Position: PhD Candidate
Rising Stars year of participation: 2018
Bio

My name is Talya Eden and I am a PhD candidate in the Electrical Engineering School of Tel Aviv University under the advisement of Prof. Dana Ron. My research focus is on sublinear time algorithms and property testing and in particular sublinear time estimation of graph parameters. I received my BSc in Medical Sciences and Computer Science from Tel Aviv University and an MSc in Computer Science (graduated Magna Cum Laude). My research is supported by the Weinstein Award for Graduate Studies Sephora Berrebi Scholarship for Women in Advanced Computer Science and Azrieli Fellows Scholarship.
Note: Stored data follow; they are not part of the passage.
//! Merged lookup result.

use super::{GeoRecord, LocationEntry};

/// The result of enriching one address.
///
/// Geo fields come from the resolver, location fields from the single directory
/// entry matched by country code, and `country_flag` is derived from the code.
#[derive(Debug, Clone, Default, PartialEq)]
pub struct EnrichedResult {
    pub ip: String,
    pub country: Option<String>,
    pub country_code: Option<String>,
    pub country_flag: Option<String>,
    pub continent: Option<String>,
    pub continent_name: Option<String>,
    pub asn: Option<u32>,
    pub isp: Option<String>,
    pub colo: Option<String>,
    pub latitude: Option<f64>,
    pub longitude: Option<f64>,
    pub region: Option<String>,
    pub city: Option<String>,
}

impl EnrichedResult {
    /// Merges a resolver record and an optional directory entry.
    pub fn new(
        ip: String,
        geo: GeoRecord,
        location: Option<&LocationEntry>,
        country_flag: Option<String>,
    ) -> Self {
        Self {
            ip,
            country: geo.country_name,
            country_code: geo.country_code,
            country_flag,
            continent: geo.continent_code,
            continent_name: geo.continent_name,
            asn: geo.asn,
            isp: geo.as_name,
            colo: location.map(|l| l.colo.clone()),
            latitude: location.map(|l| l.latitude),
            longitude: location.map(|l| l.longitude),
            region: location.map(|l| l.region.clone()),
            city: location.map(|l| l.city.clone()),
        }
    }
}
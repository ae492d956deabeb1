mod common;

use axum::body::Body;
use axum::http::{Request, StatusCode};
use common::FixtureResolver;
use geoip_api::routes::app_router;
use serde_json::Value;
use std::sync::Arc;
use tower::ServiceExt;

#[tokio::test]
async fn test_trailing_slash_is_normalized() {
    let state = common::create_test_state(Arc::new(FixtureResolver::default()), true);
    let app = app_router(state);

    let response = app
        .oneshot(Request::builder().uri("/health/").body(Body::empty()).unwrap())
        .await
        .unwrap();

    assert_eq!(response.status(), StatusCode::OK);

    let body = axum::body::to_bytes(response.into_body(), usize::MAX)
        .await
        .unwrap();
    let json: Value = serde_json::from_slice(&body).unwrap();
    assert_eq!(json["status"], "healthy");
}
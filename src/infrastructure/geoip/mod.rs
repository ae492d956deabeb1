//! Geo/ASN database readers.

pub mod maxmind_resolver;

pub use maxmind_resolver::MaxmindResolver;
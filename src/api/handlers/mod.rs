//! HTTP request handlers for API endpoints.

pub mod health;
pub mod lookup;

pub use health::health_handler;
pub use lookup::{lookup_handler, lookup_self_handler};
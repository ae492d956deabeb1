//! Top-level router configuration.
//!
//! # Route Structure
//!
//! - `GET /`        - Caller address lookup
//! - `GET /{ip}`    - Explicit address lookup
//! - `GET /health`  - Loaded resources summary
//!
//! # Middleware
//!
//! - **Panic recovery** - Handler panics become `500 {"error": "Error"}`
//! - **Tracing** - Structured request/response logging
//! - **Path normalization** - Trailing slash handling

use crate::api;
use crate::api::middleware::{panic, tracing};
use crate::state::AppState;
use axum::Router;
use tower::Layer;
use tower_http::normalize_path::{NormalizePath, NormalizePathLayer};

/// Constructs the application router with all routes and middleware.
pub fn app_router(state: AppState) -> NormalizePath<Router> {
    let router = api::routes::lookup_routes()
        .with_state(state)
        .layer(panic::layer())
        .layer(tracing::layer());

    NormalizePathLayer::trim_trailing_slash().layer(router)
}
//! Resolver trait for geolocation and ASN lookups.

use crate::domain::entities::GeoRecord;
use crate::error::ResolveError;

/// Descriptive metadata of the database behind a resolver.
#[derive(Debug, Clone, PartialEq)]
pub struct DatabaseInfo {
    pub database_type: String,
    pub ip_version: u16,
    /// Build time as seconds since the Unix epoch.
    pub build_epoch: u64,
}

/// Read-only lookup interface over an opaque geo/ASN database.
///
/// The database is opened once and shared across requests; lookups take
/// `&self` and never mutate.
///
/// # Implementations
///
/// - [`crate::infrastructure::geoip::MaxmindResolver`] - MaxMind DB file reader
/// - Test mocks available with `cfg(test)`
#[cfg_attr(test, mockall::automock)]
pub trait GeoResolver: Send + Sync {
    /// Looks up an address that already passed shape validation.
    ///
    /// Returns `Ok(None)` when the database has no entry for the address.
    ///
    /// # Errors
    ///
    /// Returns [`ResolveError`] only when the database itself is malformed.
    fn resolve(&self, address: &str) -> Result<Option<GeoRecord>, ResolveError>;

    /// Returns metadata describing the loaded database.
    fn database_info(&self) -> DatabaseInfo;
}
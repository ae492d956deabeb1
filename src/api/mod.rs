//! REST API layer for HTTP request/response handling.
//!
//! This layer translates HTTP requests into enrichment calls and formats
//! responses according to the wire contract.
//!
//! # Modules
//!
//! - [`dto`] - Data Transfer Objects for response serialization
//! - [`handlers`] - HTTP request handlers
//! - [`middleware`] - Request tracing and panic recovery
//! - [`routes`] - Route configuration

pub mod dto;
pub mod handlers;
pub mod middleware;
pub mod routes;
During my studies I was a teacher assistant in the courses Computational Learning Theory (2018) for graduates Design and Analysis of Algorithms (2015-2017) for graduates Computational Models (2015) for undergraduates and Data structures and Algorithms (2016-2018) for undergraduates.

Sublinear-Time Algorithms

Sublinear-Time Algorithms
The amount of recorded information in the world grows by the split-second. Each minute, more than $200$ million emails move across the Internet; $350 000$ tweets are sent worldwide; and $3.6$ million web searches are being performed. This rise in information is not limited to the Internet alone. Scientists too have more information than ever before. Biologists collect enormous numbers of measurement; astronomers fill banks of hard drives with observations of stars and galaxies; and earth scientists assemble detailed snapshots of the weather. While this abundance of information posses many opportunities, the problem of analyzing the data is becoming more and more difficult. How do we run efficient algorithms on this massive amount of ever-growing and constantly-changing data? What does “efficient” in these very large scales even mean? Classical algorithms are considered to be efficient if they run in time that is polynomial in the input size. However, in these massive data sets, even a single pass on the input could take too long. My research field tackles this exact problem. Sublinear-time algorithms are only allowed to read a small fraction of the input at the cost of providing an approximate answer. Typically, these algorithms rely on randomization and guarantee to return a highly accurate answer with high probability. My research focus is on devising sublinear time algorithms for estimating graph parameters and for property testing of graphs and Boolean functions.